Ukrainian President Volodymyr Zelenskyy said Russian forces hit the railway station with a Tochka-U missile. Kyrylenko previously said the missile was an Iskander, loaded with cluster munitions, though his later tweetsalso cited Tochka-U. NPR has not been able to verify the missile independently.
The Russian Ministry of Defense denied any involvement in the attack, calling reports of its responsibility "a provocation."
Earlier this week, Russian troops had retreated from areas near Kyiv and Chernihiv in northern Ukraine. They were believed to be regrouping in Belarus and in Russia for a refocus on eastern Ukraine, where Moscow has recognized self-proclaimed separatist republics in Donetsk and Luhansk regions.
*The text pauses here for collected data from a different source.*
use std::collections::BTreeMap;
use tempfile::TempDir;
use tex_autograder::infrastructure::ResultsFile;
use tex_autograder::models::TestStatus;
use tex_autograder::services::{MergeOptions, MergedResult, ResultMerger};
use tex_autograder::{App, AutograderPaths, MergeRequest};

fn setup(settings: &str) -> (TempDir, AutograderPaths) {
    let dir = TempDir::new().unwrap();
    let paths = AutograderPaths::under(dir.path());
    std::fs::create_dir_all(&paths.source_dir).unwrap();
    std::fs::create_dir_all(&paths.submission_dir).unwrap();
    std::fs::write(&paths.settings_file, settings).unwrap();
    (dir, paths)
}

#[tokio::test]
async fn test_merge_both_checkers_into_results_file() {
    let (_dir, paths) = setup(
        r#"{"upload_enabled": true, "tex_optional": true, "lean_optional": false,
            "proof_max_scores": {"theorem_a": 4.0}}"#,
    );
    std::fs::write(
        &paths.proof_results,
        r#"{"tests": [{"name": "theorem_a", "output": "ok", "score": 4.0}]}"#,
    )
    .unwrap();
    std::fs::write(
        &paths.tex_results,
        r#"{"tests": [
            {"name": "Formatting", "output": "", "score": 2.0, "max_score": 2.0},
            {"name": "Style", "output": "", "score": 1.0, "max_score": 3.0, "tags": ["style"]}
        ]}"#,
    )
    .unwrap();
    std::fs::write(paths.submission_dir.join("Homework.PDF"), b"%PDF").unwrap();
    std::fs::write(paths.submission_dir.join("submission.pdf"), b"%PDF").unwrap();

    // 开启上传但没有凭据，合并仍然可以运行
    let app = App::initialize_merge(paths.clone()).await.unwrap();
    app.merge(MergeRequest::default()).await.unwrap();

    let results = ResultsFile::new(&paths.results_file).read().await.unwrap();
    assert_eq!(results.tests.len(), 4);
    assert_eq!(results.tests[0].max_score, Some(4.0));
    assert_eq!(results.tests[1].status, Some(TestStatus::Passed));
    assert_eq!(results.tests[1].score, None);
    assert_eq!(results.tests[2].status, Some(TestStatus::Failed));
    assert!(results.tests[2].extra.contains_key("tags"));
    assert_eq!(results.tests[3].name, "Submitted PDF will be ignored");
    assert!(results.tests[3].output.contains("Homework.PDF"));
    assert!(!results.tests[3].output.contains("submission.pdf"));
    assert_eq!(results.score, 4.0);
}

#[tokio::test]
async fn test_tex_only_merge_synthesizes_missing_tex() {
    let (_dir, paths) = setup(r#"{"upload_enabled": false, "tex_optional": false, "lean_optional": false}"#);

    let app = App::initialize_merge(paths.clone()).await.unwrap();
    app.merge(MergeRequest {
        tex_only: true,
        ..MergeRequest::default()
    })
    .await
    .unwrap();

    let results = ResultsFile::new(&paths.results_file).read().await.unwrap();
    assert_eq!(results.tests.len(), 1);
    assert_eq!(results.tests[0].name, "No .tex file found");
    assert_eq!(results.tests[0].max_score, Some(1.0));
    assert_eq!(results.score, 0.0);
}

#[tokio::test]
async fn test_aborted_checker_report_passes_through() {
    let (dir, paths) = setup(r#"{"upload_enabled": false, "tex_optional": false, "lean_optional": false}"#);
    std::fs::write(
        &paths.proof_results,
        r#"{"score": 0, "output": "Lean toolchain crashed"}"#,
    )
    .unwrap();
    std::fs::write(&paths.tex_results, r#"{"tests": []}"#).unwrap();
    let custom_results = dir.path().join("out").join("final.json");

    let app = App::initialize_merge(paths.clone()).await.unwrap();
    app.merge(MergeRequest {
        results_file: Some(custom_results.clone()),
        ..MergeRequest::default()
    })
    .await
    .unwrap();

    let written: serde_json::Value =
        serde_json::from_str(&std::fs::read_to_string(&custom_results).unwrap()).unwrap();
    assert_eq!(written["output"], "Lean toolchain crashed");
    assert!(written.get("tests").is_none());
    assert!(!paths.results_file.exists());
}

#[tokio::test]
async fn test_optional_checkers_may_both_be_absent() {
    let dir = TempDir::new().unwrap();
    let merger = ResultMerger::new(MergeOptions {
        tex_optional: true,
        lean_optional: true,
        proof_max_scores: BTreeMap::new(),
    });

    let merged = merger
        .run(
            Some(&dir.path().join("lean_results.json")),
            &dir.path().join("tex_results.json"),
            &dir.path().join("submission"),
        )
        .await
        .unwrap();

    match merged {
        MergedResult::Results(results) => {
            assert!(results.tests.is_empty());
            assert_eq!(results.score, 0.0);
        }
        MergedResult::Passthrough(report) => panic!("unexpected passthrough: {}", report),
    }
}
Ukrainian officials warned of new attacks on eastern areas, urging civilians from Donetsk, Luhansk and Kharkiv to evacuate. This week, railroad officials said rail services might soon be suspended from the Donbas region in the east, encouraging people to rush to trains.
Zelenskyy said "thousands of peaceful Ukrainians" crowded the Kramatorsk station during Friday's rocket attack.
"Not having the strength and courage to confront us on the battlefield, (Russian forces) are cynically destroying the civilian population," he wrote in Ukrainian. "This is an evil that has no limits. And if it is not punished, it will never stop." Copyright 2022 NPR. To see more, visit https://www.npr.org.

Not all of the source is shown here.